Of the waters, distilled water – completely devoid of minerals and thus much more potent for stripping salts and sugars out of the body, is so powerful that Challen named his company “Heavenly Water.” But even someone who calls water “heavenly” knows the power of water used in the wrong context. That wrong context is of course, when given to someone with a tendency towards hypoglycemia and hyponatremia (and I’ve noticed that many who do, have a natural aversion to drinking water, but often drink tons of it anyway due to bad advice given from the mainstream - the mainstream obsession with water runs deeper than freakin' Lake Baikal).

But hey, even most practitioners of the RBTI don’t get this at all. Poor 180 follower Sheila, who has one of the most obvious cases of chronic hypoglycemia I can think of (cold hands and feet between meals, brain fog, waking up in the wee hours of the morning, nocturia so bad that she can’t go to bed until after midnight after she’s finally quit peeing every 5 minutes), was told by someone practicing RBTI in Europe to drink 5 LITERS of water every day. This, of course, made all of her problems exponentially worse. 5 ounces of water is probably plenty for someone with severe hypoglycemia – until of course they overcome that condition – at which point they need to drink more and take advantage of water’s purifying effects.

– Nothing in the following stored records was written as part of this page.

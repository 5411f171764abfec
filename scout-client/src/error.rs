//! Error types for the Scout client

use scout_core::domain::pattern::PatternError;
use scout_core::error::{ApiErrorBody, ErrorEnvelope, ErrorKind};
use scout_core::pipeline::PipelineFormatError;
use serde_json::Value as JsonValue;
use thiserror::Error;

/// Result type alias for client operations
pub type Result<T> = std::result::Result<T, ClientError>;

/// Errors that can occur when talking to the pattern store
#[derive(Debug, Error)]
pub enum ClientError {
    /// HTTP request failed before a response arrived
    #[error("HTTP request failed: {0}")]
    RequestFailed(#[from] reqwest::Error),

    /// Missing or invalid input
    #[error("Validation error: {0}")]
    Validation(String),

    /// Hand-written pipeline text could not be used
    #[error(transparent)]
    PipelineFormat(#[from] PipelineFormatError),

    /// The query engine rejected the pipeline
    #[error("Query execution failed: {message}")]
    RemoteExecution {
        /// Error message from the API
        message: String,
        /// Extra diagnostics from the API, if any
        details: Option<JsonValue>,
    },

    /// Resource not found
    #[error("Resource not found: {0}")]
    NotFound(String),

    /// Resource already exists
    #[error("Conflict: {0}")]
    Conflict(String),

    /// API returned a status code with no dedicated mapping
    #[error("API error (status {status}): {message}")]
    ApiError {
        /// HTTP status code
        status: u16,
        /// Error message from the API
        message: String,
    },

    /// Failed to parse response
    #[error("Failed to parse response: {0}")]
    ParseError(String),

    /// Request could not be built
    #[error("Invalid request: {0}")]
    InvalidRequest(String),
}

impl ClientError {
    /// Create an API error from status code and message
    pub fn api_error(status: u16, message: impl Into<String>) -> Self {
        Self::ApiError {
            status,
            message: message.into(),
        }
    }

    /// Create a validation error
    pub fn validation(message: impl Into<String>) -> Self {
        Self::Validation(message.into())
    }

    /// Map a non-success HTTP answer onto the error taxonomy
    ///
    /// 400/422 become validation errors, 404 not-found, 409 conflict and any
    /// 5xx a remote execution error. Other codes are kept as raw API errors.
    pub fn from_status(status: u16, body: &str) -> Self {
        let parsed: ApiErrorBody = serde_json::from_str(body).unwrap_or_default();
        let message = parsed.best_message().unwrap_or_else(|| {
            if body.trim().is_empty() {
                "Unknown error".to_string()
            } else {
                body.trim().to_string()
            }
        });

        match status {
            400 | 422 => Self::Validation(message),
            404 => Self::NotFound(message),
            409 => Self::Conflict(message),
            500..=599 => Self::RemoteExecution {
                message,
                details: parsed.details,
            },
            _ => Self::api_error(status, message),
        }
    }

    /// Position of this error in the shared taxonomy
    pub fn kind(&self) -> ErrorKind {
        match self {
            Self::Validation(_) | Self::InvalidRequest(_) => ErrorKind::Validation,
            Self::PipelineFormat(_) => ErrorKind::PipelineFormat,
            Self::RemoteExecution { .. } => ErrorKind::RemoteExecution,
            Self::NotFound(_) => ErrorKind::NotFound,
            Self::Conflict(_) => ErrorKind::Conflict,
            Self::RequestFailed(_) | Self::ApiError { .. } | Self::ParseError(_) => {
                ErrorKind::Transport
            }
        }
    }

    /// Normalized `{kind, message, details?}` form
    pub fn envelope(&self) -> ErrorEnvelope {
        let message = match self {
            Self::Validation(msg)
            | Self::NotFound(msg)
            | Self::Conflict(msg)
            | Self::InvalidRequest(msg) => msg.clone(),
            Self::RemoteExecution { message, .. } => message.clone(),
            Self::ApiError { message, .. } => message.clone(),
            other => other.to_string(),
        };

        let envelope = ErrorEnvelope::new(self.kind(), message);
        match self {
            Self::RemoteExecution {
                details: Some(details),
                ..
            } => envelope.with_details(details.clone()),
            _ => envelope,
        }
    }

    /// Check if this error is a "not found" error
    pub fn is_not_found(&self) -> bool {
        matches!(self, Self::NotFound(_)) || matches!(self, Self::ApiError { status: 404, .. })
    }
}

impl From<PatternError> for ClientError {
    fn from(err: PatternError) -> Self {
        Self::Validation(err.to_string())
    }
}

This is why the refractometer I wrote about recently is such a powerful tool. When the reading drops below 1.5, it is an indication that the solutes in the urine have dropped too low. In plain English, the body is lacking adequate salt and sugar to perform basic functions. This is one of the greatest stressors the body can experience. The worst thing you could do in this situation is drink a big glass of water (or other drinks that lack sugar, like diet soda or tea). It would be much healthier to rush to the nearest fast food establishment and drink a Mountain Dew. Drinking antifreeze would probably be healthier than drinking water in that circumstance.

Once you realize that whether or not something is healthy is circumstantial, it opens things up to a whole new world of possibilities.

Anyway, this is why I KNOW what Challen Waychoff is doing up in Wheeling is, at the very least, a huge step in the right direction in the medical use of nutrition. Instead of giving blanket recommendations to all of society based on the likelihood of more than 50% of people benefitting from it (while a portion of the population is decimated by the same advice), he looks at a person’s specific body chemistry and comes up with a very precise program for rebalancing that body chemistry. It is Ayurveda on steroids. And I believe that time and experience will prove to me that this works as well as or better than any non-specific nutrition guidance currently being given anywhere on earth - even with its Frankenfood-o-philia. 

There will always be general information. And as a writer, that will probably always be my specialty. But there are certainly circumstances that demand much more precision, careful monitoring, and fine-tuned manipulation. If only mainstream medicine could have open-mindedness to such as concept, targeting the diet and lifestyle root causes and effects of abnormalities in diagnostic tests as opposed to going first to medications to strong-arm the numbers back into “healthy” ranges... Sniffle, sniffle.

Instead we are all told…

Don’t eat red meat
Nuts and whole grains are good for you
Milk does a body good
Saturated fat is bad (Keep in mind there are over 30 types of saturated fat and each is unique, but I digress)

And dozens of other things. Including, none other than…

“Drink 8, 8-ounce glasses of water daily.”

I'm not saying drinking water is bad.  I'm not saying drinking water is good.  I'm saying that telling everyone to drink water without having any knowledge about their health, body chemistry, and metabolism is stupid.